Climate Change Ocean Acidification

Does increasing ocean acidification mean sharks need a trip to the dentist?

Leung, J.Y.S., Nagelkerken, I., Pistevos, J.C.A., Xie, Z., Zhang, S., and S.D. Connell. 2021. Shark teeth can resist ocean acidification. Global Change Biology 28: 2286-2295 https://onlinelibrary.wiley.com/doi/epdf/10.1111/gcb.16052

 

Increasing levels of CO2 in the atmosphere are causing problems for animals on land and in the ocean. The planet is warming, and oceans are becoming more acidic as carbon dioxide enters the water. This acidified seawater can have a “corrosive” effect on many marine organisms that use calcium carbonate to make shells, and may also have an effect on shark teeth. This corrosive effect may make teeth more brittle and easier to break, compromising how well the teeth can grab prey. Sharks are important predators and often help control ecosystem dynamics. Researchers from China, Australia, and French Polynesia set out to investigate whether sharks could modify the properties of their teeth in order to adapt to warming and ocean acidification.

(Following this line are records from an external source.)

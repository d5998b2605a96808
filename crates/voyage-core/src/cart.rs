//! # Cart
//!
//! The ordered list of accepted quotations.
//!
//! ## Cart Operations
//! ```text
//! ┌─────────────────────────────────────────────────────────────────────────┐
//! │  Operation        Effect                          Fails?                │
//! │  ─────────        ──────                          ──────                │
//! │  add(q)           push to the end                 no (dup id: no-op)    │
//! │  remove(id)       drop every entry with that id   no (unknown: no-op)   │
//! │  clear()          empty                           no                    │
//! │  total()          Σ quotation.total, every read   no                    │
//! └─────────────────────────────────────────────────────────────────────────┘
//! ```
//!
//! Persistence is not this type's concern; the app mirrors every mutation
//! to the store. Serialized form is a bare array of quotations.

use serde::{Deserialize, Serialize};

use crate::money::Money;
use crate::types::Quotation;

/// Accepted quotations in insertion order.
///
/// ## Invariants
/// - Display order = addition order
/// - Every `id` is unique within the cart
#[derive(Debug, Clone, Default, PartialEq, Eq, Serialize, Deserialize)]
#[serde(transparent)]
pub struct Cart {
    items: Vec<Quotation>,
}

impl Cart {
    /// Creates an empty cart.
    pub fn new() -> Self {
        Cart::default()
    }

    /// Rebuilds a cart from persisted items.
    ///
    /// Later entries repeating an earlier id are dropped.
    pub fn from_items(items: Vec<Quotation>) -> Self {
        let mut cart = Cart::new();
        for item in items {
            cart.add(item);
        }
        cart
    }

    /// Appends a quotation.
    ///
    /// Returns `false` (and leaves the cart untouched) when a quotation with
    /// the same id is already present.
    pub fn add(&mut self, quotation: Quotation) -> bool {
        if self.contains(&quotation.id) {
            return false;
        }
        self.items.push(quotation);
        true
    }

    /// Removes every entry whose id equals `id`. Returns how many were removed.
    pub fn remove(&mut self, id: &str) -> usize {
        let before = self.items.len();
        self.items.retain(|q| q.id != id);
        before - self.items.len()
    }

    /// Empties the cart.
    pub fn clear(&mut self) {
        self.items.clear();
    }

    /// Sum of all quotation totals, in whole currency units. Saturates.
    pub fn total(&self) -> i64 {
        self.items.iter().fold(0, |sum, q| sum.saturating_add(q.total))
    }

    /// The total as Money.
    pub fn total_money(&self) -> Money {
        let cents = self
            .items
            .iter()
            .fold(0i64, |sum, q| sum.saturating_add(q.total_money().cents()));
        Money::from_cents(cents)
    }

    pub fn contains(&self, id: &str) -> bool {
        self.items.iter().any(|q| q.id == id)
    }

    /// Items in display order.
    pub fn items(&self) -> &[Quotation] {
        &self.items
    }

    pub fn len(&self) -> usize {
        self.items.len()
    }

    pub fn is_empty(&self) -> bool {
        self.items.is_empty()
    }
}

#[cfg(test)]
mod tests {
    use super::*;

    fn quote(id: &str, total: i64) -> Quotation {
        Quotation {
            id: id.to_string(),
            destination_id: "cancun".to_string(),
            title: format!("Quote {}", id),
            detail: "2 adults · 0 minors · departure —".to_string(),
            total,
        }
    }

    #[test]
    fn test_add_keeps_order_and_sums() {
        let mut cart = Cart::new();
        assert!(cart.add(quote("a", 828)));
        assert!(cart.add(quote("b", 920)));

        let ids: Vec<&str> = cart.items().iter().map(|q| q.id.as_str()).collect();
        assert_eq!(ids, vec!["a", "b"]);
        assert_eq!(cart.total(), 1748);
        assert_eq!(cart.total_money(), Money::from_major(1748));
    }

    #[test]
    fn test_add_duplicate_id_is_noop() {
        let mut cart = Cart::new();
        cart.add(quote("a", 100));
        assert!(!cart.add(quote("a", 999)));
        assert_eq!(cart.len(), 1);
        assert_eq!(cart.total(), 100);
    }

    #[test]
    fn test_remove_unknown_leaves_sequence_unchanged() {
        let mut cart = Cart::from_items(vec![quote("a", 1), quote("b", 2)]);
        let before = cart.clone();

        assert_eq!(cart.remove("zzz"), 0);
        assert_eq!(cart, before);
    }

    #[test]
    fn test_remove_existing() {
        let mut cart = Cart::from_items(vec![quote("a", 1), quote("b", 2), quote("c", 3)]);
        assert_eq!(cart.remove("b"), 1);

        let ids: Vec<&str> = cart.items().iter().map(|q| q.id.as_str()).collect();
        assert_eq!(ids, vec!["a", "c"]);
        assert_eq!(cart.total(), 4);
    }

    #[test]
    fn test_clear_then_total_is_zero() {
        let mut cart = Cart::from_items(vec![quote("a", 1), quote("b", 2)]);
        cart.clear();
        assert!(cart.is_empty());
        assert_eq!(cart.total(), 0);
        assert!(cart.items().is_empty());
    }

    #[test]
    fn test_total_saturates() {
        let cart = Cart::from_items(vec![quote("a", i64::MAX), quote("b", 5)]);
        assert_eq!(cart.total(), i64::MAX);
    }

    #[test]
    fn test_from_items_drops_duplicate_ids() {
        let cart = Cart::from_items(vec![quote("a", 1), quote("a", 2), quote("b", 3)]);
        assert_eq!(cart.len(), 2);
        assert_eq!(cart.items()[0].total, 1);
    }

    #[test]
    fn test_serializes_as_array() {
        let cart = Cart::from_items(vec![quote("a", 1)]);
        let json = serde_json::to_value(&cart).unwrap();
        assert!(json.is_array());
        assert_eq!(json[0]["destinationId"], "cancun");

        let back: Cart = serde_json::from_value(json).unwrap();
        assert_eq!(back, cart);
    }
}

The Port Jackson shark is a benthic (bottom-dwelling), temperate shark. By Mark Norman / Museum Victoria – http://www.fishesofaustralia.net.au/home/species/1982, CC BY 3.0

The researchers collected eggs of the Port Jackson shark, a bottom-dwelling shark, and raised the eggs under different pH and temperature conditions. Sharks were raised under 4 different types of conditions, at either pH 8.0 or 7.7, and temperatures of either 16°C or 19°C. pH 8.0 and 16°C represent current ocean conditions, while pH 7.7 and 19°C represent a warmer, more acidic ocean, similar to what may be experienced in the future. Once the eggs hatched juvenile sharks were transferred to larger tanks and raised for two months under the same treatment condition.

After the two months of exposure, sharks from each treatment were randomly selected and humanely euthanized. The scientists then dissected out the jaws to measure a number of tooth properties, including hardness (resistance), elasticity (stiffness), durability (number of teeth that were damaged), elemental composition, and crystallinity (the degree of structural order).

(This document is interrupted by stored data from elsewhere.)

use chrono::NaiveDate;

use crate::consts::{ID_CHECKSUM_CHARS, ID_CHECKSUM_WEIGHTS};

use super::date::ymd;

/// Sex encoded in a resident identity number.
#[derive(Debug, Clone, Copy, PartialEq, Eq)]
pub enum Sex {
    Male,
    Female,
}

/// A structurally valid resident identity number.
///
/// 18-digit numbers carry the birth date at positions 7-14 and the sex in
/// the parity of position 17. Legacy 15-digit numbers carry a two-digit year
/// at positions 7-12 and the sex in position 15.
#[derive(Debug, Clone, PartialEq, Eq)]
pub struct IdNumber {
    digits: String,
    birth_date: NaiveDate,
}

impl IdNumber {
    /// Validates `text` as an identity number.
    ///
    /// Whitespace is ignored and a trailing lowercase `x` is accepted. The
    /// embedded birth date must be a real calendar date.
    pub fn parse(text: &str) -> Option<Self> {
        let digits: String = text
            .chars()
            .filter(|ch| !ch.is_whitespace())
            .map(|ch| ch.to_ascii_uppercase())
            .collect();
        // Lengths and slicing below are in bytes
        if !digits.is_ascii() {
            return None;
        }

        let birth_date = match digits.len() {
            18 => {
                let (body, check) = digits.split_at(17);
                if !body.chars().all(|ch| ch.is_ascii_digit())
                    || !check.chars().all(|ch| ch.is_ascii_digit() || ch == 'X')
                {
                    return None;
                }
                ymd(&digits[6..10], &digits[10..12], &digits[12..14])?
            }
            15 => {
                if !digits.chars().all(|ch| ch.is_ascii_digit()) {
                    return None;
                }
                let year = format!("19{}", &digits[6..8]);
                ymd(&year, &digits[8..10], &digits[10..12])?
            }
            _ => return None,
        };

        Some(Self { digits, birth_date })
    }

    pub fn as_str(&self) -> &str {
        &self.digits
    }

    pub fn birth_date(&self) -> NaiveDate {
        self.birth_date
    }

    pub fn sex(&self) -> Sex {
        let position = if self.digits.len() == 18 { 16 } else { 14 };
        let digit = self.digits.as_bytes()[position] - b'0';

        if digit % 2 == 1 { Sex::Male } else { Sex::Female }
    }

    /// ISO 7064 MOD 11-2 check of an 18-digit number. Legacy numbers have no
    /// check character and always pass.
    pub fn checksum_valid(&self) -> bool {
        if self.digits.len() != 18 {
            return true;
        }

        let sum: u32 = self
            .digits
            .chars()
            .zip(ID_CHECKSUM_WEIGHTS)
            .filter_map(|(ch, weight)| ch.to_digit(10).map(|digit| digit * weight))
            .sum();

        self.digits.ends_with(ID_CHECKSUM_CHARS[(sum % 11) as usize])
    }
}

#[cfg(test)]
mod tests {
    use super::*;

    #[test]
    fn test_id_number_male() {
        let id = IdNumber::parse("44030419900307123X").unwrap();
        assert_eq!(id.sex(), Sex::Male);
        assert_eq!(id.birth_date(), NaiveDate::from_ymd_opt(1990, 3, 7).unwrap());
        assert!(id.checksum_valid());
    }

    #[test]
    fn test_id_number_female() {
        let id = IdNumber::parse("11010519491231002x").unwrap();
        assert_eq!(id.as_str(), "11010519491231002X");
        assert_eq!(id.sex(), Sex::Female);
        assert_eq!(id.birth_date(), NaiveDate::from_ymd_opt(1949, 12, 31).unwrap());
        assert!(id.checksum_valid());
    }

    #[test]
    fn test_id_number_checksum_mismatch_still_parses() {
        let id = IdNumber::parse("440304199003071231").unwrap();
        assert!(!id.checksum_valid());
        assert_eq!(id.sex(), Sex::Male);
    }

    #[test]
    fn test_id_number_legacy() {
        let id = IdNumber::parse("110105491231002").unwrap();
        assert_eq!(id.birth_date(), NaiveDate::from_ymd_opt(1949, 12, 31).unwrap());
        assert_eq!(id.sex(), Sex::Female);
    }

    #[test]
    fn test_id_number_rejects() {
        // Wrong length
        assert!(IdNumber::parse("4403041990030712").is_none());
        // Letter in the body
        assert!(IdNumber::parse("4403041990O307123X").is_none());
        // Month 13
        assert!(IdNumber::parse("440304199013071230").is_none());
        // Six Han characters are 18 bytes
        assert!(IdNumber::parse("张三李四王五").is_none());
        assert!(IdNumber::parse("４４０３０４１９９００３０７１２３Ｘ").is_none());
    }
}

Dentition and oronasal grooves of a Port Jackson shark (Heterodontus portusjacksoni). Fairy Bower, Manly, NSW

Sharks raised in acidic seawater for two months showed reduced hardness, increased elasticity, increased crystallinity, and more fluoride content in their teeth. The scientists hypothesized that these sharks were increasing the fluoride content in their teeth in response to the more acidic seawater, because fluoride is a more stable component and promotes more structured, crystalline teeth. Increased crystallinity makes teeth stronger and more durable, so increasing the fluoride content in teeth may make shark teeth more resistant to the “corrosive” effect of acidified seawater.

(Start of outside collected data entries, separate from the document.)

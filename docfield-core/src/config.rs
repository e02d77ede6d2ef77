use std::{fs, path::Path};

use derive_builder::Builder;
use serde::{Deserialize, Serialize};
use snafu::ResultExt;

use crate::{
    consts::{OVERLAP_THRESHOLD, ROTATION_SCAN_ORDER, UNRECOGNIZED_STATUS},
    error::{ConfigSnafu, DocfieldError, IoReadSnafu, JsonSnafu},
    inference::augment::Augmentation,
};

/// Tunables of the extraction pipeline.
///
/// Every field has a default, so a JSON file only needs the keys it changes.
#[derive(Clone, Debug, PartialEq, Builder, Serialize, Deserialize)]
#[builder(default, setter(into), build_fn(validate = "Self::validate"))]
#[serde(default)]
pub struct EngineConfig {
    /// Minimum overlap on each axis for a token to belong to a field region.
    pub overlap_threshold: f32,
    /// Clockwise rotations tried by the classifier, in order.
    pub rotations: Vec<u16>,
    /// Retry cascade for fields left unresolved by the first pass.
    pub augmentations: Vec<Augmentation>,
    /// Sort tokens into reading order before classification.
    pub sort_tokens: bool,
    /// Repair mojibake and odd unicode in token text before cleanup.
    pub auto_clean_text: bool,
    /// Tokens recognized with lower confidence are dropped.
    pub min_confidence: f32,
    /// Status label written for documents no template accepts.
    pub unrecognized_status: String,
}

impl Default for EngineConfig {
    fn default() -> Self {
        Self {
            overlap_threshold: OVERLAP_THRESHOLD,
            rotations: ROTATION_SCAN_ORDER.to_vec(),
            augmentations: Augmentation::default_cascade(),
            sort_tokens: true,
            auto_clean_text: true,
            min_confidence: 0.0,
            unrecognized_status: UNRECOGNIZED_STATUS.to_string(),
        }
    }
}

impl EngineConfigBuilder {
    fn validate(&self) -> Result<(), String> {
        check(
            self.overlap_threshold,
            self.rotations.as_deref(),
            self.augmentations.as_deref(),
            self.min_confidence,
        )
    }
}

/// Shared by the builder and by configs loaded from JSON. `None` means the
/// default is used, which is always valid.
fn check(
    overlap_threshold: Option<f32>,
    rotations: Option<&[u16]>,
    augmentations: Option<&[Augmentation]>,
    min_confidence: Option<f32>,
) -> Result<(), String> {
    if let Some(threshold) = overlap_threshold
        && !(threshold > 0.0 && threshold <= 1.0)
    {
        return Err(format!("overlap_threshold {threshold} is outside (0, 1]"));
    }
    if let Some(rotations) = rotations {
        if rotations.is_empty() {
            return Err("rotations is empty".to_string());
        }
        if let Some(angle) = rotations.iter().find(|angle| **angle % 90 != 0 || **angle >= 360) {
            return Err(format!("rotation {angle} is not one of 0, 90, 180, 270"));
        }
    }
    if let Some(confidence) = min_confidence
        && !(0.0..=1.0).contains(&confidence)
    {
        return Err(format!("min_confidence {confidence} is outside [0, 1]"));
    }
    for augmentation in augmentations.unwrap_or_default() {
        if let Augmentation::Brightness(factor) = augmentation
            && *factor <= 0.0
        {
            return Err(format!("brightness factor {factor} must be positive"));
        }
    }
    Ok(())
}

impl EngineConfig {
    pub fn builder() -> EngineConfigBuilder {
        EngineConfigBuilder::default()
    }

    /// Re-runs the builder checks, for configs that did not come from the
    /// builder.
    pub fn validate(&self) -> Result<(), DocfieldError> {
        check(
            Some(self.overlap_threshold),
            Some(self.rotations.as_slice()),
            Some(self.augmentations.as_slice()),
            Some(self.min_confidence),
        )
        .map_err(|message| ConfigSnafu { message }.build())
    }

    pub fn from_json_file<P: AsRef<Path>>(path: P) -> Result<Self, DocfieldError> {
        let path = path.as_ref();
        let path_name = path.display().to_string();
        let content = fs::read_to_string(path).context(IoReadSnafu { path: &path_name })?;
        let config: EngineConfig =
            serde_json::from_str(&content).context(JsonSnafu { path: &path_name })?;
        config.validate()?;
        Ok(config)
    }
}

#[cfg(test)]
mod tests {
    use super::*;

    #[test]
    fn test_default_config() {
        let config = EngineConfig::default();
        assert_eq!(config.overlap_threshold, 0.6);
        assert_eq!(config.rotations, vec![0, 90, 180, 270]);
        assert_eq!(config.augmentations.len(), 4);
        assert_eq!(config.unrecognized_status, "unrecognized");
        assert!(config.validate().is_ok());
    }

    #[test]
    fn test_builder_validation() {
        let config = EngineConfig::builder()
            .overlap_threshold(0.7f32)
            .rotations(vec![0u16, 180])
            .unrecognized_status("非身份证")
            .build()
            .unwrap();
        assert_eq!(config.rotations, vec![0, 180]);
        assert!(config.sort_tokens);

        assert!(EngineConfig::builder().overlap_threshold(1.5f32).build().is_err());
        assert!(EngineConfig::builder().rotations(vec![45u16]).build().is_err());
        assert!(
            EngineConfig::builder()
                .augmentations(vec![Augmentation::Brightness(0.0)])
                .build()
                .is_err()
        );
    }

    #[test]
    fn test_config_from_json() {
        let dir = tempfile::tempdir().unwrap();
        let path = dir.path().join("config.json");
        fs::write(
            &path,
            r#"{"overlap_threshold": 0.5, "augmentations": ["identity", {"brightness": 0.7}]}"#,
        )
        .unwrap();

        let config = EngineConfig::from_json_file(&path).unwrap();
        assert_eq!(config.overlap_threshold, 0.5);
        assert_eq!(
            config.augmentations,
            vec![Augmentation::Identity, Augmentation::Brightness(0.7)]
        );
        assert_eq!(config.rotations, vec![0, 90, 180, 270]);

        fs::write(&path, r#"{"overlap_threshold": 0.0}"#).unwrap();
        assert!(matches!(
            EngineConfig::from_json_file(&path),
            Err(DocfieldError::Config { .. })
        ));
    }
}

Even as the oceans continue to warm and become more acidic, these results seem to be good news for sharks. These researchers provide some evidence that sharks may be able to adjust the mineral properties of their teeth to maintain durability. If this is the case, sharks like the Port Jackson could adapt to a more acidic ocean in the future. This top predator would still have the same impact on the food web, maintaining ecosystem stability.